//! Authentication gate for protected endpoints.

use axum::{
    extract::{Request, State},
    http::{StatusCode, header::AUTHORIZATION},
    middleware::Next,
    response::Response,
};

use super::AppState;

/// Require a valid access token on every request passing through.
///
/// Expects `Authorization: Bearer <token>`. On success the decoded
/// [`TokenPayload`](bookstack::auth::TokenPayload) is inserted into request
/// extensions for handlers to extract. Missing header, expired token and
/// forged token all produce the same bare 401; the client learns nothing
/// about which check failed.
pub async fn auth_gate(
    State(state): State<AppState>,
    mut request: Request,
    next: Next,
) -> Result<Response, StatusCode> {
    let token = request
        .headers()
        .get(AUTHORIZATION)
        .and_then(|value| value.to_str().ok())
        .and_then(|value| value.strip_prefix("Bearer "));

    let Some(token) = token else {
        return Err(StatusCode::UNAUTHORIZED);
    };

    match state.auth.verify_access(token) {
        Ok(payload) => {
            request.extensions_mut().insert(payload);
            Ok(next.run(request).await)
        }
        Err(_) => Err(StatusCode::UNAUTHORIZED),
    }
}
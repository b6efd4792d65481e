//! HTTP server for the bookstack backend.
//!
//! Exposed as a library so integration tests can build the router directly;
//! the binary entry point lives in `main.rs`.

pub mod api;
pub mod config;
pub mod logging;
pub mod metrics;
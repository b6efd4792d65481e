//! Per-user reading tasks.

pub mod errors;
pub mod manager;
pub mod models;

pub use errors::{TaskError, TaskResult};
pub use manager::TaskManager;
pub use models::{NewTask, Task, TaskStatus, TaskUpdate};
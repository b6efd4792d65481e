//! Book-cataloging HTTP server.
//!
//! Wires configuration, the PostgreSQL pool, the in-memory catalog, and the
//! domain managers into an axum router, then serves until Ctrl-C.

use std::net::SocketAddr;
use std::path::PathBuf;
use std::sync::Arc;

use anyhow::{Context, Error};
use bookstack::{
    auth::{AuthManager, TokenCodec},
    catalog::BookCatalog,
    db::{Database, PgShelfStore, PgTaskStore, PgUserStore},
    shelf::ShelfManager,
    tasks::TaskManager,
};
use bs_server::{api, config::ServerConfig, logging, metrics};
use pico_args::Arguments;
use tracing::info;

const HELP: &str = "\
Run the bookstack API server

USAGE:
  bs_server [OPTIONS]

OPTIONS:
  --bind       IP:PORT     Server socket bind address  [default: env SERVER_BIND or 127.0.0.1:8080]
  --db-url     URL         Database connection string  [default: env DATABASE_URL or postgres://postgres@localhost/bookstack]
  --books-csv  PATH        Catalog CSV file            [default: env BOOKS_CSV or ./data/books.csv]

FLAGS:
  -h, --help               Print help information

ENVIRONMENT:
  SERVER_BIND              Server bind address (e.g., 0.0.0.0:8080)
  DATABASE_URL             PostgreSQL connection string
  ACCESS_TOKEN_SECRET      Access-token signing secret (required)
  REFRESH_TOKEN_SECRET     Refresh-token signing secret (required, distinct)
  BOOKS_CSV                Path to the catalog CSV
  METRICS_BIND             Optional Prometheus exporter address
  (See .env file for all configuration options)
";

#[tokio::main]
async fn main() -> Result<(), Error> {
    // Load .env file if it exists
    let _ = dotenvy::dotenv();

    let mut pargs = Arguments::from_env();

    // Help has a higher priority and should be handled separately.
    if pargs.contains(["-h", "--help"]) {
        print!("{HELP}");
        std::process::exit(0);
    }

    let bind_override: Option<SocketAddr> = pargs.opt_value_from_str("--bind")?;
    let db_url_override: Option<String> = pargs.opt_value_from_str("--db-url")?;
    let books_csv_override: Option<PathBuf> = pargs.opt_value_from_str("--books-csv")?;

    logging::init();

    let config = ServerConfig::from_env(bind_override, db_url_override, books_csv_override)?;
    config.validate()?;

    if let Some(addr) = config.metrics_bind {
        metrics::init_metrics(addr).map_err(Error::msg)?;
        info!("Metrics exporter listening on {addr}");
    }

    info!("Connecting to database: {}", config.database.database_url);
    let db = Database::new(&config.database)
        .await
        .context("Failed to connect to database")?;
    db.ensure_schema()
        .await
        .context("Failed to prepare database schema")?;
    db.health_check()
        .await
        .context("Database health check failed")?;
    info!("Database connected successfully");

    let catalog = BookCatalog::load(&config.books_csv)
        .with_context(|| format!("Failed to load catalog from {}", config.books_csv.display()))?;
    info!("Catalog loaded with {} books", catalog.len());

    let pool = db.pool().clone();
    let codec = TokenCodec::new(
        config.security.access_token_secret.as_bytes(),
        config.security.refresh_token_secret.as_bytes(),
    );

    let state = api::AppState {
        auth: Arc::new(AuthManager::new(
            Arc::new(PgUserStore::new(pool.clone())),
            codec,
        )),
        catalog: Arc::new(catalog),
        shelf: Arc::new(ShelfManager::new(Arc::new(PgShelfStore::new(pool.clone())))),
        tasks: Arc::new(TaskManager::new(Arc::new(PgTaskStore::new(pool)))),
    };

    let app = api::create_router(state);

    let listener = tokio::net::TcpListener::bind(config.bind)
        .await
        .with_context(|| format!("Failed to bind to {}", config.bind))?;

    info!(
        "Server is running at http://{}. Press Ctrl+C to stop.",
        config.bind
    );

    axum::serve(listener, app)
        .with_graceful_shutdown(shutdown_signal())
        .await
        .context("Server error")?;

    info!("Shutting down server...");

    Ok(())
}

/// Graceful shutdown signal
async fn shutdown_signal() {
    tokio::signal::ctrl_c()
        .await
        .expect("Failed to install CTRL+C signal handler");
}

→ YOUR INSTRUCTIONS
Lines with the word "TokenCodec" in them are the answer; report each one from the data.

→ OUTPUT
    auth::{AuthManager, TokenCodec},
    let codec = TokenCodec::new(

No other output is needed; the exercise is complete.